Mary Ellen Graves

Assignment 2: Problems and Explorations with Second Degree Equations

For this assignment we will explore the variations of the function y = ax^2. Where a is an element of real numbers. Below is the graph y = ax^2 where a varies from -10 to 10. Play the video to get an idea of how the graph changes. Please maximize your browser before continuing.

Now that we have a general idea of how the function changes as a changes let's take a closer look.



From the graphs above it is clear to see that the parabola y = x^2 becomes narrower as a increases. In the graph y = 10000x^2 the parabola looks as if it is almost a straight line along the positive x-axis.

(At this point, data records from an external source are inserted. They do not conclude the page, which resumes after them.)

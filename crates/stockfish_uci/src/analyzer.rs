//! Post-game analysis
//!
//! Replays a finished game from its starting position and asks the engine to
//! evaluate the position reached after every move. A failed evaluation of a
//! single position is logged and recorded as 0 so one bad reply does not
//! throw away the rest of the analysis; a dead engine process still aborts.

use chess_rules::{uci, GameState};
use tracing::{info, warn};

use crate::engine::SearchEngine;
use crate::error::{EngineError, EngineResult};
use crate::limit::SearchLimit;

/// Evaluation of the position after one move
#[derive(Debug, Clone, PartialEq, Eq)]
pub struct MoveEvaluation {
    pub uci: String,
    pub san: String,
    /// Engine score after the move, from White's point of view
    pub white_centipawns: i32,
}

/// Per-move evaluation of whole games
pub struct GameAnalyzer<'a, E: SearchEngine> {
    engine: &'a mut E,
    limit: SearchLimit,
}

impl<'a, E: SearchEngine> GameAnalyzer<'a, E> {
    pub fn new(engine: &'a mut E, limit: SearchLimit) -> Self {
        Self { engine, limit }
    }

    /// Evaluate every move of `game`, oldest first
    pub fn analyze(&mut self, game: &GameState) -> EngineResult<Vec<MoveEvaluation>> {
        let mut replay = game.initial_state();
        let mut evaluations = Vec::with_capacity(game.moves().len());

        for m in game.moves() {
            let san = replay.san(m);
            let notation = uci(m);
            replay
                .push(m.clone())
                .map_err(|_| EngineError::IllegalBestMove {
                    uci: notation.clone(),
                })?;

            let white_centipawns = if replay.is_game_over() {
                terminal_score(&replay)
            } else {
                match self.engine.analyse(&replay, self.limit) {
                    Ok(score) => score.white_centipawns(),
                    Err(EngineError::Terminated) => return Err(EngineError::Terminated),
                    Err(e) => {
                        warn!("[ANALYSIS] Could not evaluate after {}: {}", san, e);
                        0
                    }
                }
            };
            evaluations.push(MoveEvaluation {
                uci: notation,
                san,
                white_centipawns,
            });
        }

        info!("[ANALYSIS] Evaluated {} moves", evaluations.len());
        Ok(evaluations)
    }
}

/// Score of a finished position without asking the engine
fn terminal_score(state: &GameState) -> i32 {
    match state.outcome().and_then(|o| o.winner()) {
        Some(chess_rules::Color::White) => crate::MATE_SCORE,
        Some(chess_rules::Color::Black) => -crate::MATE_SCORE,
        None => 0,
    }
}

#[cfg(test)]
mod tests {
    use super::*;
    use crate::score::Score;
    use std::io;
    use chess_rules::Move;

    /// Answers every analysis with a fixed score, failing on chosen plies
    struct FixedScore {
        score: i32,
        fail_at: Vec<usize>,
        calls: usize,
    }

    impl SearchEngine for FixedScore {
        fn new_game(&mut self) -> EngineResult<()> {
            Ok(())
        }

        fn best_move(&mut self, _: &GameState, _: SearchLimit) -> EngineResult<Move> {
            Err(EngineError::NoMove)
        }

        fn analyse(&mut self, _: &GameState, _: SearchLimit) -> EngineResult<Score> {
            self.calls += 1;
            if self.fail_at.contains(&self.calls) {
                return Err(EngineError::Io(io::Error::other("garbled reply")));
            }
            Ok(Score::Centipawns(self.score))
        }

        fn set_skill_level(&mut self, _: u8) -> EngineResult<()> {
            Ok(())
        }
    }

    fn play(moves: &[&str]) -> GameState {
        let mut state = GameState::new();
        for text in moves {
            let m = state.parse_uci(text).unwrap();
            state.push(m).unwrap();
        }
        state
    }

    #[test]
    fn test_scores_stored_from_white_view() {
        //! The engine already reports for White, whoever is to move
        let game = play(&["e2e4", "e7e5"]);
        let mut engine = FixedScore {
            score: 30,
            fail_at: vec![],
            calls: 0,
        };
        let evaluations = GameAnalyzer::new(&mut engine, SearchLimit::Depth(1))
            .analyze(&game)
            .unwrap();

        assert_eq!(evaluations.len(), 2);
        assert_eq!(evaluations[0].san, "e4");
        assert_eq!(evaluations[0].white_centipawns, 30);
        assert_eq!(evaluations[1].uci, "e7e5");
        assert_eq!(evaluations[1].white_centipawns, 30);
    }

    #[test]
    fn test_failed_analysis_recorded_as_zero() {
        let game = play(&["d2d4", "d7d5", "c2c4"]);
        let mut engine = FixedScore {
            score: 10,
            fail_at: vec![2],
            calls: 0,
        };
        let evaluations = GameAnalyzer::new(&mut engine, SearchLimit::Depth(1))
            .analyze(&game)
            .unwrap();

        assert_eq!(evaluations.len(), 3);
        assert_eq!(evaluations[1].white_centipawns, 0);
        assert_eq!(evaluations[0].white_centipawns, 10);
        assert_eq!(evaluations[2].white_centipawns, 10);
    }

    #[test]
    fn test_mate_scored_without_engine() {
        let game = play(&["f2f3", "e7e5", "g2g4", "d8h4"]);
        let mut engine = FixedScore {
            score: 0,
            fail_at: vec![],
            calls: 0,
        };
        let evaluations = GameAnalyzer::new(&mut engine, SearchLimit::Depth(1))
            .analyze(&game)
            .unwrap();

        assert_eq!(evaluations[3].san, "Qh4#");
        assert_eq!(evaluations[3].white_centipawns, -crate::MATE_SCORE);
        assert_eq!(engine.calls, 3);
    }
}
//! Training history persistence
//!
//! Every finished epoch is appended to a [`TrainingHistory`] and the whole
//! history is rewritten as pretty-printed JSON, so external dashboards can
//! follow a run while it is still going.
//!
//! # File Format
//!
//! ```json
//! {
//!   "entries": [
//!     {
//!       "iteration": 1,
//!       "epoch": 1,
//!       "total_loss": 9.12,
//!       "policy_loss": 8.43,
//!       "value_loss": 0.25,
//!       "quality_loss": 0.44,
//!       "learning_rate": 0.0003,
//!       "skipped_batches": 0,
//!       "rating": 1784.0,
//!       "timestamp": "2026-01-01T12:00:00Z"
//!     }
//!   ]
//! }
//! ```

use std::fs;
use std::path::Path;

use chrono::{DateTime, Utc};
use serde::{Deserialize, Serialize};
use tracing::{debug, warn};

use super::trainer::EpochStats;
use crate::error::{TrainError, TrainResult};

/// Default file name of the history inside the log directory
pub const HISTORY_FILENAME: &str = "training_history.json";

/// One finished epoch
#[derive(Debug, Clone, PartialEq, Serialize, Deserialize)]
pub struct HistoryEntry {
    /// One-based training iteration
    pub iteration: usize,
    /// One-based epoch within the iteration
    pub epoch: usize,
    pub total_loss: f64,
    pub policy_loss: f64,
    pub value_loss: f64,
    pub quality_loss: f64,
    pub learning_rate: f64,
    #[serde(default)]
    pub skipped_batches: usize,
    /// Predictor rating when the epoch finished
    pub rating: f64,
    pub timestamp: DateTime<Utc>,
}

/// All epochs of a run, oldest first
#[derive(Debug, Clone, Default, PartialEq, Serialize, Deserialize)]
pub struct TrainingHistory {
    pub entries: Vec<HistoryEntry>,
}

impl TrainingHistory {
    pub fn new() -> Self {
        Self::default()
    }

    /// Load a history written by [`TrainingHistory::save`]
    ///
    /// A missing or unreadable file yields an empty history.
    pub fn load(path: &Path) -> Self {
        if !path.exists() {
            return Self::default();
        }
        match fs::read_to_string(path) {
            Ok(contents) => match serde_json::from_str(&contents) {
                Ok(history) => history,
                Err(e) => {
                    warn!(
                        "[HISTORY] Failed to parse history at {:?}: {}. Starting fresh.",
                        path, e
                    );
                    Self::default()
                }
            },
            Err(e) => {
                warn!(
                    "[HISTORY] Failed to read history at {:?}: {}. Starting fresh.",
                    path, e
                );
                Self::default()
            }
        }
    }

    /// Append the stats of a finished epoch
    pub fn record(&mut self, iteration: usize, stats: &EpochStats, rating: f64) {
        self.entries.push(HistoryEntry {
            iteration,
            epoch: stats.epoch + 1,
            total_loss: stats.total_loss,
            policy_loss: stats.policy_loss,
            value_loss: stats.value_loss,
            quality_loss: stats.quality_loss,
            learning_rate: stats.learning_rate,
            skipped_batches: stats.skipped_batches,
            rating,
            timestamp: Utc::now(),
        });
    }

    pub fn latest(&self) -> Option<&HistoryEntry> {
        self.entries.last()
    }

    /// Rewrite the history file at `path`
    pub fn save(&self, path: &Path) -> TrainResult<()> {
        let history_error = |reason: String| TrainError::History {
            path: path.to_path_buf(),
            reason,
        };

        if let Some(parent) = path.parent() {
            if !parent.as_os_str().is_empty() && !parent.exists() {
                fs::create_dir_all(parent).map_err(|e| history_error(e.to_string()))?;
            }
        }
        let json = serde_json::to_string_pretty(self).map_err(|e| history_error(e.to_string()))?;
        fs::write(path, json).map_err(|e| history_error(e.to_string()))?;
        debug!("[HISTORY] Saved {} entries to {:?}", self.entries.len(), path);
        Ok(())
    }
}

#[cfg(test)]
mod tests {
    use super::*;

    fn stats(epoch: usize, loss: f64) -> EpochStats {
        EpochStats {
            epoch,
            learning_rate: 3e-4,
            total_loss: loss,
            policy_loss: loss - 1.0,
            value_loss: 0.5,
            quality_loss: 0.5,
            batches: 4,
            skipped_batches: 0,
        }
    }

    #[test]
    fn test_record_uses_one_based_epochs() {
        let mut history = TrainingHistory::new();
        history.record(2, &stats(0, 3.0), 1790.0);
        let entry = history.latest().unwrap();
        assert_eq!(entry.iteration, 2);
        assert_eq!(entry.epoch, 1);
        assert_eq!(entry.rating, 1790.0);
    }

    #[test]
    fn test_save_and_load() {
        let dir = tempfile::tempdir().unwrap();
        let path = dir.path().join("logs").join(HISTORY_FILENAME);

        let mut history = TrainingHistory::new();
        history.record(1, &stats(0, 4.0), 1800.0);
        history.record(1, &stats(1, 3.5), 1810.0);
        history.save(&path).unwrap();

        let loaded = TrainingHistory::load(&path);
        assert_eq!(loaded, history);
    }

    #[test]
    fn test_corrupt_file_loads_empty() {
        let dir = tempfile::tempdir().unwrap();
        let path = dir.path().join(HISTORY_FILENAME);
        fs::write(&path, "not json").unwrap();
        assert!(TrainingHistory::load(&path).entries.is_empty());
        assert!(TrainingHistory::load(&dir.path().join("missing.json"))
            .entries
            .is_empty());
    }
}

Let's look at some final graphs before making some conclusions about the effects of the variable a on the function y = x^2.


After looking at the newest graphs above we see that when a is negative the parabola is reflected across the x-axis, and like the parabolas above the x-axis we see with those below the x-axis the larger the negative value of a the more narrow the parabola. Now the remaining question is why is the graph y = ax^2 behaving this way?

The function y = x^2 can be understood as the graph of the area of a square with side length x.


Unfortunately, many high school teachers do not thoroughly explain exactly why y = x^2 looks the way it does. Rather the "plug in numbers" strategy is used. When you trace the point (x, y) the green segment follows along the locus of the point (x, y) with reference to the point x. As stated above we know that the ratios of the similar triangles' side lengths show that the area of the square = x^2 = y = length of the green segment. Remember that the green segment is representing the length from (x, y) to (x, 0) and showing how it is equivalent to the area of the given square. When we multiply x^2 by a scalar the area of the square will change along with the length of the green segment, but our new point (x', y') will remain a part of the original locus. This does not fully explain why the graph behaves like it does, but it does help clarify what it means to say y = x^2.

For a quick reminder: According to Integrated Publishing (, "The locus of an equation is a curve containing those points, and only those points, whose coordinates satisfy the equation."


To summarize the effects of the scalar a on the function y = x^2 we can recall what we observed above and tie up the loose strings. We can see in the area graph that the point (x', y') is above the point (x, y) for our point x was dilated by 2^(1/2) and y was dilated by 2. Our point (x, y) was stretched in the positive direction, which is essentially what happens when x^2 is multiplied by 2. By looking at the first two sets of graphs we can see how the graph of x^2 is stretched to the point of almost laying on top of the y-axis. The graphs are representing what happens when the points are dilated by all possibilities in the positive direction towards infinity. The parabolas flip across the x-axis when the scalar is negative. This makes sense because the function is now being stretched by a negative scalar in the negative direction towards infinity. When the function is multiplied by a scalar, a, the points that satisfy the equation y = ax^2 will be a dilation of the points that satisfy the original function y = x^2. The graph is being stretched in the positive direction or negative direction pulling the graph y = x^2 closer to the y-axis depending on the value of the scalar. And the closer the scalar is to zero the farther away the parabola will be from the y-axis.